Si cette tradition se
traduit par une stratégie navale défensive, c'est aussi qu'elle était
adaptée au contexte asiatique jusqu'à l'arrivée des Occidentaux.
L'indifférence des Chinois quant aux étrangers au moment des guerres de
l'Opium s'explique par le caractère non stratégique de leur politique
maritime et du fait de la délégation au niveau local de la gestion du
commerce par jonques. La supériorité militaire et navale incontestée
des Occidentaux convainc Wei Yuan et certains de ses contemporains de la nécessité
d'apprendre de l'Occident afin de renforcer la Chine et de la replacer
dans un contexte maritime.
Selon Wei Yuan, les pays
du système tributaire sont aussi responsables de la protection des frontières
de l'empire. Seule la Chine, pense-t-il, a le pouvoir de stabiliser les
différentes politiques asiatiques. En réalité, Wei exagère
l'importance de la coopération tributaire dans le maintien de la paix15.
Il imagine que les Etats asiatiques pourraient s'unir contre les ennemis
occidentaux. Si les liens entre la Chine et l'Asie se sont raréfiés, les
relations commerciales traditionnelles entre les Etats du Sud leur
assurent cependant une certaine prospérité qui est fragilisée par
l'arrivée des étrangers. Wei Yuan comprend que la Chine est aussi menacée
par le risque d'instabilité de la région. Les échanges commerciaux
entre l'empire chinois et les pays d'Asie reposaient sur le principe de bénéfices
mutuels. L'apparition des puissances maritimes change totalement le
rapport de forces et met fin à la flexibilité des relations
sino-asiatiques. Dans son traité, Wei Yuan essaie donc de saisir la
nature de l'expansion maritime occidentale en Asie et ses conséquences géopolitiques
pour l'avenir de la Chine.
La clé de l'expansion
commerciale étrangère, anglaise en particulier, est liée selon Wei Yuan
à l'installation et à la fortification de ports qui constituent des
entrepôts commerciaux16. Ce réseau est
possible grâce à l'avance technologique navale des Britanniques qui
organisent des liaisons maritimes de plus en plus rapides entre l'Occident
et l'Asie. J.K. Leonard relève que Wei ne parvient pas à concevoir la réduction
de la distance qui sépare les différents continents. La rapidité de la
révolution des technologies navales de la fin du XIXe siècle est en
effet l'un des phénomènes les plus difficiles à percevoir. Aujourd'hui
encore, on ne mesure pas toujours les conséquences à la fois économiques
et culturelles des transferts de technologie dans les pays qui n'en ont bénéficié
que tardivement.
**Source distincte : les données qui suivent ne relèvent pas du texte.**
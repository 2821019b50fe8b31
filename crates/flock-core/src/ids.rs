//! Strongly typed agent identifier.
//!
//! `AgentId` is `Copy + Ord + Hash` so it can be used as a map key and
//! sorted without ceremony.  It is a *stable identity*, not a storage slot:
//! the registry maps ids to dense slots and the slot of a live agent may
//! change when another agent is removed.

use std::fmt;

/// Stable identity of one registered agent.  Max ~4.3 billion agents.
#[derive(Copy, Clone, PartialEq, Eq, Hash, PartialOrd, Ord, Debug)]
#[cfg_attr(feature = "serde", derive(serde::Serialize, serde::Deserialize))]
pub struct AgentId(pub u32);

impl AgentId {
    /// Sentinel meaning "no valid ID": equivalent to `u32::MAX`.
    pub const INVALID: AgentId = AgentId(u32::MAX);

    /// `true` unless this is the [`INVALID`](Self::INVALID) sentinel.
    #[inline(always)]
    pub fn is_valid(self) -> bool {
        self != Self::INVALID
    }
}

impl Default for AgentId {
    /// Returns the `INVALID` sentinel so uninitialized IDs are visibly invalid.
    #[inline(always)]
    fn default() -> Self {
        Self::INVALID
    }
}

impl fmt::Display for AgentId {
    fn fmt(&self, f: &mut fmt::Formatter<'_>) -> fmt::Result {
        write!(f, "AgentId({})", self.0)
    }
}

impl From<u32> for AgentId {
    #[inline(always)]
    fn from(n: u32) -> AgentId {
        AgentId(n)
    }
}
//! Fluent builder for constructing a [`Flock`].

use flock_agent::{AgentStore, AgentStoreBuilder};
use flock_core::{AgentConfig, Vec3};
use flock_spatial::NeighborIndex;

use crate::{Flock, FlockConfig, GlobalTarget, SimError, SimResult};

/// Fluent builder for [`Flock`].
///
/// # Optional inputs (have defaults)
///
/// | Method            | Default                                  |
/// |-------------------|------------------------------------------|
/// | `.agents(store)`  | Empty store                              |
/// | `.scatter(..)`    | Not used; exclusive with `.agents`       |
/// | `.initial_speed`  | `0` (spawned agents at rest)             |
/// | `.target(t)`      | No global target                         |
///
/// # Example
///
/// ```rust
/// use flock_core::{AgentConfig, Vec3};
/// use flock_sim::{FlockBuilder, FlockConfig};
///
/// let flock = FlockBuilder::new(FlockConfig { seed: 7, ..FlockConfig::default() })
///     .scatter(64, Vec3::ZERO, 20.0, AgentConfig::default())
///     .initial_speed(1.0)
///     .build()?;
/// assert_eq!(flock.len(), 64);
/// # Ok::<(), flock_sim::SimError>(())
/// ```
pub struct FlockBuilder {
    config:  FlockConfig,
    agents:  Option<AgentStore>,
    scatter: Option<Scatter>,
    speed:   f32,
    target:  Option<GlobalTarget>,
}

struct Scatter {
    count:  usize,
    center: Vec3,
    radius: f32,
    config: AgentConfig,
}

impl FlockBuilder {
    pub fn new(config: FlockConfig) -> Self {
        Self { config, agents: None, scatter: None, speed: 0.0, target: None }
    }

    /// Start from an existing population.
    pub fn agents(mut self, agents: AgentStore) -> Self {
        self.agents = Some(agents);
        self
    }

    /// Spawn `count` agents uniformly in the ball (`center`, `radius`), seeded
    /// from `config.seed`.
    pub fn scatter(mut self, count: usize, center: Vec3, radius: f32, config: AgentConfig) -> Self {
        self.scatter = Some(Scatter { count, center, radius, config });
        self
    }

    /// Initial speed (random direction) of agents spawned by
    /// [`scatter`](Self::scatter).
    pub fn initial_speed(mut self, speed: f32) -> Self {
        self.speed = speed;
        self
    }

    pub fn target(mut self, target: impl Into<GlobalTarget>) -> Self {
        self.target = Some(target.into());
        self
    }

    /// Validate the configuration and population and return an idle [`Flock`].
    pub fn build(self) -> SimResult<Flock> {
        self.config.validate()?;

        let agents = match (self.agents, self.scatter) {
            (Some(_), Some(_)) => {
                return Err(SimError::Config(
                    "`agents` and `scatter` are mutually exclusive".into(),
                ));
            }
            (Some(store), None) => {
                // The arrays are public; re-check what may have been edited
                // after registration.
                for config in &store.configs {
                    config.validate()?;
                }
                store
            }
            (None, Some(s)) => AgentStoreBuilder::new(self.config.seed)
                .config(s.config)
                .scatter(s.count, s.center, s.radius)
                .initial_speed(self.speed)
                .build()?,
            (None, None) => AgentStore::new(),
        };

        let index = NeighborIndex::new(self.config.grid, self.config.strategy)?;
        tracing::info!(
            agents = agents.len(),
            strategy = %self.config.strategy,
            cell_size = self.config.grid.cell_size,
            "flock built"
        );
        Ok(Flock::from_parts(self.config, agents, index, self.target))
    }
}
Ce qui semble surprendre Wei Yuan, c'est le rôle des
marines étrangères. Au cours de ses brèves périodes d'expansion
navale, la marine chinoise poursuivait des buts politiques et contribuait
au maintien de la stabilité dans la région, alors que les marines
occidentales utilisent leurs flottes pour monopoliser le commerce et pour
s'emparer de territoires17. C'est sans
doute à partir de ce constat que les contemporains de Wei ont compris la
vulnérabilité de l'Asie et la conquête possible des océans. En précisant
ces réflexions, Wei Yuan élabore quelques grandes lignes de la politique
maritime à suivre. Ses principes régiront en partie les nouvelles
relations qui s'établiront entre la Chine, l'Asie et l'Occident au cours
des XIXe et XXe siècles.
Wei Yuan et la defense
maritime
Parmi les thèmes abordés
dans les nombreux volumes du Haiguo Tuzhi, quatre essais, dans les
deux premiers, sont consacrés à la défense navale et à la stratégie
à adopter face à l'ennemi venant de la mer. S'ils constituent une faible
part dans l'oeuvre de Wei Yuan, ils présentent néanmoins pour la première
fois les grands principes de la défense navale chinoise. Les derniers
livres décrivent la fabrication des canons, l'art de les pointer à
l'aide de la trigonométrie, et la cons-truction des navires. La dernière
partie du dernier livre est destinée à faire connaître diverses
inventions occidentales comme le télescope, les locomotives à vapeur ou
encore le ballon (bateau du ciel).
Les quatre essais sur la
politique de défense maritime auraient été rédigés par Lin Zexu et
non par Wei Yuan. Gideon Chen a en effet comparé les écrits des deux
auteurs et note que Wei préconisait l'achat des armes et des navires
alors que Lin recommandait leur fabrication18.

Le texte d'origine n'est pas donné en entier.